Indeed, the Trust says every year over 4,000 people in the UK die from cirrhosis and around 700 people have to have a liver transplant each year to survive.
It says: “You are not likely to feel any symptoms of cirrhosis early on. In fact, many people with cirrhosis only find out during tests for an unrelated illness.”
It says later stage symptoms that “the liver is struggling” includes the ends of fingers becoming wider or thicker. This is known as having clubbed fingers.
The Trust adds if you have any of the following symptoms you must see a doctor straight away, especially if you have recently been diagnosed with cirrhosis:
- Fever with high temperatures and shivers, often caused by an infection
- Shortness of breath
- Vomiting blood
- Very dark or black tarry stools (faeces)
- Periods of mental confusion or drowsiness.
The NHS says: “There’s no cure for cirrhosis at the moment. However, there are ways to manage the symptoms and any complications and slow its progression.”
It explains: “You may be advised to cut down or stop drinking alcohol, or to lose weight if you’re overweight.”
The Liver Trust says treatment depends on the cause and stage of the cirrhosis.

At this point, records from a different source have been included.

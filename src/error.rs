//! Error type shared by loaders, configuration and output writers
//!
//! Only file-level failures surface here. Resolution misses and out-of-range
//! indicator values are absorbed by the pipeline and reported as counters.

use std::path::{Path, PathBuf};

/// Fatal errors that abort a batch run
#[derive(Debug, thiserror::Error)]
pub enum IndexError {
    #[error("failed to access {path}: {source}")]
    Io {
        path: PathBuf,
        #[source]
        source: std::io::Error,
    },

    #[error("failed to parse CSV {path}: {source}")]
    Csv {
        path: PathBuf,
        #[source]
        source: csv::Error,
    },

    #[error("failed to parse JSON {path}: {source}")]
    Json {
        path: PathBuf,
        #[source]
        source: serde_json::Error,
    },

    #[error("invalid boundary data in {path}: {message}")]
    Boundary { path: PathBuf, message: String },

    #[error("invalid configuration: {0}")]
    Config(String),
}

impl IndexError {
    pub fn io(path: &Path, source: std::io::Error) -> Self {
        IndexError::Io { path: path.to_path_buf(), source }
    }

    pub fn csv(path: &Path, source: csv::Error) -> Self {
        IndexError::Csv { path: path.to_path_buf(), source }
    }

    pub fn json(path: &Path, source: serde_json::Error) -> Self {
        IndexError::Json { path: path.to_path_buf(), source }
    }
}

pub type Result<T> = std::result::Result<T, IndexError>;
//! Match strategies and the per-table strategy chains
//!
//! Every strategy is a plain function from a unit and a table to an optional
//! record. A chain is an ordered list of tagged strategies; the first one
//! that returns a record wins and later ones are never consulted.

use std::collections::HashSet;

use log::debug;
use serde::{Deserialize, Serialize};

use super::aliases::{
    CAPITAL_REGION, CAPITAL_REGION_ALIAS, canonical_province, district_alias, province_stations,
    strip_particles, tokens,
};
use crate::geography::GeographicUnit;
use crate::indicators::{
    CodeTable, DistrictTable, Indicator, IndicatorRecord, ProvinceTable, RecordKey, StationTable,
};
use crate::stats::mean;

/// How a record was found
#[derive(Debug, Clone, Copy, PartialEq, Eq, Hash, PartialOrd, Ord, Serialize, Deserialize)]
#[serde(rename_all = "snake_case")]
pub enum MatchStrategy {
    /// Raw key as given by the boundary source
    Exact,
    /// Short province name expanded to its full form
    ProvinceAlias,
    /// Known irregular district spelling
    DistrictAlias,
    /// Particle-stripped names contain one another
    StrippedSubstring,
    /// Informal capital-region name found anywhere in the table
    CapitalRegionAlias,
    /// District names share a token
    CommonToken,
    /// Administrative code equality
    AdminCode,
    /// 10-digit code retried in its 8-digit form
    ShortAdminCode,
    /// Mean of the stations matching a province's first productive fragment
    StationAverage,
}

/// A resolved record and the strategy that produced it
#[derive(Debug, Clone, PartialEq)]
pub struct Match {
    pub record: IndicatorRecord,
    pub strategy: MatchStrategy,
}

/// Locates the indicator row belonging to a geographic unit
pub trait KeyResolver: Sync {
    fn indicator(&self) -> Indicator;

    /// First hit of the strategy chain, or `None` when every strategy misses
    fn resolve(&self, unit: &GeographicUnit) -> Option<Match>;

    /// Source rows, used to build province averages
    fn records(&self) -> &[IndicatorRecord];
}

/// One step of a chain
pub type Strategy<T> = fn(&GeographicUnit, &T) -> Option<IndicatorRecord>;

fn run_chain<T>(
    indicator: Indicator,
    unit: &GeographicUnit,
    table: &T,
    chain: &[(MatchStrategy, Strategy<T>)],
) -> Option<Match> {
    chain.iter().find_map(|(tag, strategy)| {
        strategy(unit, table).map(|record| {
            debug!("{} {}: matched via {:?}", indicator, unit.admin_code, tag);
            Match {
                record,
                strategy: *tag,
            }
        })
    })
}

// Province-keyed (housing)

pub const PROVINCE_CHAIN: &[(MatchStrategy, Strategy<ProvinceTable>)] = &[
    (MatchStrategy::Exact, province_exact),
    (MatchStrategy::ProvinceAlias, province_alias),
];

pub fn province_exact(unit: &GeographicUnit, table: &ProvinceTable) -> Option<IndicatorRecord> {
    table.get_exact(&unit.province_name).cloned()
}

pub fn province_alias(unit: &GeographicUnit, table: &ProvinceTable) -> Option<IndicatorRecord> {
    let canonical = canonical_province(&unit.province_name);
    if canonical == unit.province_name {
        return None;
    }
    table.get(canonical).cloned()
}

impl KeyResolver for ProvinceTable {
    fn indicator(&self) -> Indicator {
        Indicator::Housing
    }

    fn resolve(&self, unit: &GeographicUnit) -> Option<Match> {
        run_chain(Indicator::Housing, unit, self, PROVINCE_CHAIN)
    }

    fn records(&self) -> &[IndicatorRecord] {
        ProvinceTable::records(self)
    }
}

// District-keyed (sewer)

pub const DISTRICT_CHAIN: &[(MatchStrategy, Strategy<DistrictTable>)] = &[
    (MatchStrategy::Exact, district_exact),
    (MatchStrategy::ProvinceAlias, district_province_alias),
    (MatchStrategy::DistrictAlias, district_name_alias),
    (MatchStrategy::StrippedSubstring, district_stripped_substring),
    (MatchStrategy::CapitalRegionAlias, district_capital_region),
    (MatchStrategy::CommonToken, district_common_token),
];

fn district_of(record: &IndicatorRecord) -> &str {
    record.key.district().unwrap_or_default()
}

pub fn district_exact(unit: &GeographicUnit, table: &DistrictTable) -> Option<IndicatorRecord> {
    table.get_exact(&unit.province_name, &unit.district_name).cloned()
}

pub fn district_province_alias(unit: &GeographicUnit, table: &DistrictTable) -> Option<IndicatorRecord> {
    let canonical = canonical_province(&unit.province_name);
    if canonical == unit.province_name {
        return None;
    }
    table.get(canonical, &unit.district_name).cloned()
}

pub fn district_name_alias(unit: &GeographicUnit, table: &DistrictTable) -> Option<IndicatorRecord> {
    let alias = district_alias(&unit.district_name)?;
    table.get(canonical_province(&unit.province_name), alias).cloned()
}

/// Particle-stripped containment in either direction, or raw mutual substrings.
/// Empty names never match.
pub fn district_stripped_substring(unit: &GeographicUnit, table: &DistrictTable) -> Option<IndicatorRecord> {
    let query = unit.district_name.as_str();
    let query_clean = strip_particles(query);

    table
        .in_province(canonical_province(&unit.province_name))
        .find(|record| {
            let name = district_of(record);
            if name.is_empty() {
                return false;
            }
            let clean = strip_particles(name);
            let stripped_hit = !query_clean.is_empty()
                && !clean.is_empty()
                && (clean.contains(&query_clean) || query_clean.contains(&clean));
            stripped_hit || name.contains(query) || query.contains(name)
        })
        .cloned()
}

pub fn district_capital_region(unit: &GeographicUnit, table: &DistrictTable) -> Option<IndicatorRecord> {
    if canonical_province(&unit.province_name) != CAPITAL_REGION {
        return None;
    }
    table
        .records()
        .iter()
        .find(|record| district_of(record).contains(CAPITAL_REGION_ALIAS))
        .cloned()
}

pub fn district_common_token(unit: &GeographicUnit, table: &DistrictTable) -> Option<IndicatorRecord> {
    let query: HashSet<String> = tokens(&unit.district_name).into_iter().collect();
    if query.is_empty() {
        return None;
    }
    table
        .in_province(canonical_province(&unit.province_name))
        .find(|record| tokens(district_of(record)).iter().any(|t| query.contains(t)))
        .cloned()
}

impl KeyResolver for DistrictTable {
    fn indicator(&self) -> Indicator {
        Indicator::Sewer
    }

    fn resolve(&self, unit: &GeographicUnit) -> Option<Match> {
        if unit.district_name.is_empty() {
            return None;
        }
        run_chain(Indicator::Sewer, unit, self, DISTRICT_CHAIN)
    }

    fn records(&self) -> &[IndicatorRecord] {
        DistrictTable::records(self)
    }
}

// Code-keyed (social)

pub const CODE_CHAIN: &[(MatchStrategy, Strategy<CodeTable>)] = &[
    (MatchStrategy::AdminCode, code_exact),
    (MatchStrategy::ShortAdminCode, code_short_form),
];

const LONG_CODE_DIGITS: usize = 10;
const SHORT_CODE_OFFSET: usize = 2;

pub fn code_exact(unit: &GeographicUnit, table: &CodeTable) -> Option<IndicatorRecord> {
    table.get(unit.admin_code.trim()).cloned()
}

/// Retry a 10-digit code without its leading two digits
pub fn code_short_form(unit: &GeographicUnit, table: &CodeTable) -> Option<IndicatorRecord> {
    let code = unit.admin_code.trim();
    if code.len() != LONG_CODE_DIGITS || !code.is_ascii() {
        return None;
    }
    table.get(&code[SHORT_CODE_OFFSET..]).cloned()
}

impl KeyResolver for CodeTable {
    fn indicator(&self) -> Indicator {
        Indicator::Social
    }

    fn resolve(&self, unit: &GeographicUnit) -> Option<Match> {
        run_chain(Indicator::Social, unit, self, CODE_CHAIN)
    }

    fn records(&self) -> &[IndicatorRecord] {
        CodeTable::records(self)
    }
}

// Station-keyed (rainfall)

pub const STATION_CHAIN: &[(MatchStrategy, Strategy<StationTable>)] =
    &[(MatchStrategy::StationAverage, station_average)];

/// Average every station containing the first fragment of the unit's
/// province that matches anything at all
pub fn station_average(unit: &GeographicUnit, table: &StationTable) -> Option<IndicatorRecord> {
    let province = canonical_province(&unit.province_name);

    province_stations(province).iter().find_map(|fragment| {
        let values: Vec<f64> = table.containing(fragment).map(|r| r.raw_value).collect();
        let value = mean(&values)?;
        Some(IndicatorRecord {
            key: RecordKey::Station(fragment.to_string()),
            province: Some(province.to_string()),
            raw_value: value,
            grade: table.scale().classify(value),
        })
    })
}

impl KeyResolver for StationTable {
    fn indicator(&self) -> Indicator {
        Indicator::Rainfall
    }

    fn resolve(&self, unit: &GeographicUnit) -> Option<Match> {
        run_chain(Indicator::Rainfall, unit, self, STATION_CHAIN)
    }

    fn records(&self) -> &[IndicatorRecord] {
        StationTable::records(self)
    }
}

#[cfg(test)]
mod tests {
    use super::*;
    use crate::grading::GradeScale;
    use approx::assert_abs_diff_eq;

    fn unit(code: &str, display: &str, province: &str) -> GeographicUnit {
        GeographicUnit::new(code, display, province)
    }

    fn sewer_table() -> DistrictTable {
        DistrictTable::from_rows(
            vec![
                ("경기도".to_string(), "수원시 장안구".to_string(), 71.0),
                ("경기도".to_string(), "성남시 분당구".to_string(), 88.0),
                ("서울특별시".to_string(), "종로구".to_string(), 93.0),
                ("충청남도".to_string(), "세종시".to_string(), 55.0),
            ],
            &GradeScale::sewer(),
        )
    }

    fn strategy_for(table: &DistrictTable, u: &GeographicUnit) -> Option<(MatchStrategy, f64)> {
        table.resolve(u).map(|m| (m.strategy, m.record.raw_value))
    }

    #[test]
    fn test_exact_match_short_circuits() {
        let table = sewer_table();
        let u = unit("1111051500", "서울특별시 종로구", "서울특별시");
        assert_eq!(strategy_for(&table, &u), Some((MatchStrategy::Exact, 93.0)));

        // Every later strategy would also find this row; the exact one must win
        for (tag, strategy) in &DISTRICT_CHAIN[1..] {
            if *tag == MatchStrategy::StrippedSubstring || *tag == MatchStrategy::CommonToken {
                assert!(strategy(&u, &table).is_some());
            }
        }
    }

    #[test]
    fn test_district_chain_steps() {
        let table = sewer_table();

        let short_province = unit("1111051500", "서울 종로구", "서울");
        assert_eq!(strategy_for(&table, &short_province), Some((MatchStrategy::ProvinceAlias, 93.0)));

        let unsplit = unit("3101100000", "경기도 수원시장안구", "경기도");
        assert_eq!(strategy_for(&table, &unsplit), Some((MatchStrategy::DistrictAlias, 71.0)));

        let neighborhood = unit("1111053000", "서울특별시 종로구 사직동", "서울특별시");
        assert_eq!(strategy_for(&table, &neighborhood), Some((MatchStrategy::StrippedSubstring, 93.0)));

        let capital = unit("3611025000", "세종특별자치시 조치원읍", "세종특별자치시");
        assert_eq!(strategy_for(&table, &capital), Some((MatchStrategy::CapitalRegionAlias, 55.0)));

        let shared_token = unit("3102300000", "경기도 성남시 판교", "경기도");
        assert_eq!(strategy_for(&table, &shared_token), Some((MatchStrategy::CommonToken, 88.0)));
    }

    #[test]
    fn test_total_miss_returns_none() {
        let table = sewer_table();
        let u = unit("3182025000", "경기도 가평군 청평면", "경기도");
        assert_eq!(table.resolve(&u), None);

        let no_district = unit("9900000000", "", "경기도");
        assert_eq!(table.resolve(&no_district), None);
    }

    #[test]
    fn test_empty_stripped_names_do_not_match() {
        let table = DistrictTable::from_rows(
            vec![("대구광역시".to_string(), "동구".to_string(), 40.0)],
            &GradeScale::sewer(),
        );
        let u = unit("2723000000", "대구광역시 북구", "대구광역시");
        assert_eq!(district_stripped_substring(&u, &table), None);
    }

    #[test]
    fn test_housing_province_chain() {
        let table = ProvinceTable::from_rows(vec![("서울특별시".to_string(), 62.0)], &GradeScale::housing());

        let full = unit("1111053000", "서울특별시 종로구 사직동", "서울특별시");
        assert_eq!(table.resolve(&full).unwrap().strategy, MatchStrategy::Exact);

        let short = unit("1111053000", "서울 종로구 사직동", "서울");
        assert_eq!(table.resolve(&short).unwrap().strategy, MatchStrategy::ProvinceAlias);

        let elsewhere = unit("2611053000", "부산광역시 중구 중앙동", "부산광역시");
        assert_eq!(table.resolve(&elsewhere), None);
    }

    #[test]
    fn test_short_source_keys_match_exactly() {
        let sewer = DistrictTable::from_rows(
            vec![("서울".to_string(), "종로구".to_string(), 93.0)],
            &GradeScale::sewer(),
        );
        let housing = ProvinceTable::from_rows(vec![("서울".to_string(), 62.0)], &GradeScale::housing());

        let short = unit("1111051500", "서울 종로구", "서울");
        assert_eq!(strategy_for(&sewer, &short), Some((MatchStrategy::Exact, 93.0)));
        assert_eq!(housing.resolve(&short).unwrap().strategy, MatchStrategy::Exact);

        let full = unit("1111051500", "서울특별시 종로구", "서울특별시");
        assert_eq!(strategy_for(&sewer, &full), Some((MatchStrategy::Exact, 93.0)));
        assert_eq!(housing.resolve(&full).unwrap().strategy, MatchStrategy::Exact);
    }

    #[test]
    fn test_social_code_forms() {
        let table = CodeTable::from_rows(
            vec![
                ("1111053000".to_string(), None, 55.0),
                ("11054000".to_string(), None, 30.0),
            ],
            &GradeScale::social(),
        );

        let exact = table.resolve(&unit("1111053000", "서울특별시 종로구 사직동", "서울특별시")).unwrap();
        assert_eq!(exact.strategy, MatchStrategy::AdminCode);

        let long = table.resolve(&unit("1111054000", "서울특별시 종로구 삼청동", "서울특별시")).unwrap();
        assert_eq!(long.strategy, MatchStrategy::ShortAdminCode);
        assert_eq!(long.record.raw_value, 30.0);

        let short = table.resolve(&unit("11054000", "서울특별시 종로구 삼청동", "서울특별시")).unwrap();
        assert_eq!(short.strategy, MatchStrategy::AdminCode);

        assert_eq!(table.resolve(&unit("9999999999", "어딘가", "어딘가")), None);
    }

    #[test]
    fn test_station_average() {
        let table = StationTable::from_rows(
            vec![
                ("서울(108)".to_string(), 40.0),
                ("부산(159)".to_string(), 70.0),
                ("북부산(940)".to_string(), 80.0),
            ],
            &GradeScale::rainfall(),
        );

        let busan = table.resolve(&unit("2611053000", "부산광역시 중구 중앙동", "부산")).unwrap();
        assert_eq!(busan.strategy, MatchStrategy::StationAverage);
        assert_abs_diff_eq!(busan.record.raw_value, 75.0);
        assert_eq!(busan.record.grade.level, 3);
        assert_eq!(busan.record.province.as_deref(), Some("부산광역시"));

        let seoul = table.resolve(&unit("1111053000", "서울특별시 종로구 사직동", "서울특별시")).unwrap();
        assert_eq!(seoul.record.raw_value, 40.0);

        assert_eq!(table.resolve(&unit("2711053000", "대구광역시 중구 동인동", "대구광역시")), None);
    }
}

It explains: “The aim of treatment is to stop the cirrhosis getting worse, to reverse any damage (if this is possible) and to treat any disabling or life-threatening complications.”
The Cleveland Clinic says having a diagnosis of cirrhosis of the liver doesn’t mean you have an immediately fatal condition.
“However, as cirrhosis continues, more scarring occurs and liver function continues to decline.
“Eventually, your failing liver may become a life-threatening condition. Yet there’s still hope.
“You and your medical team will discuss if you are a candidate for a liver transplant,” it states.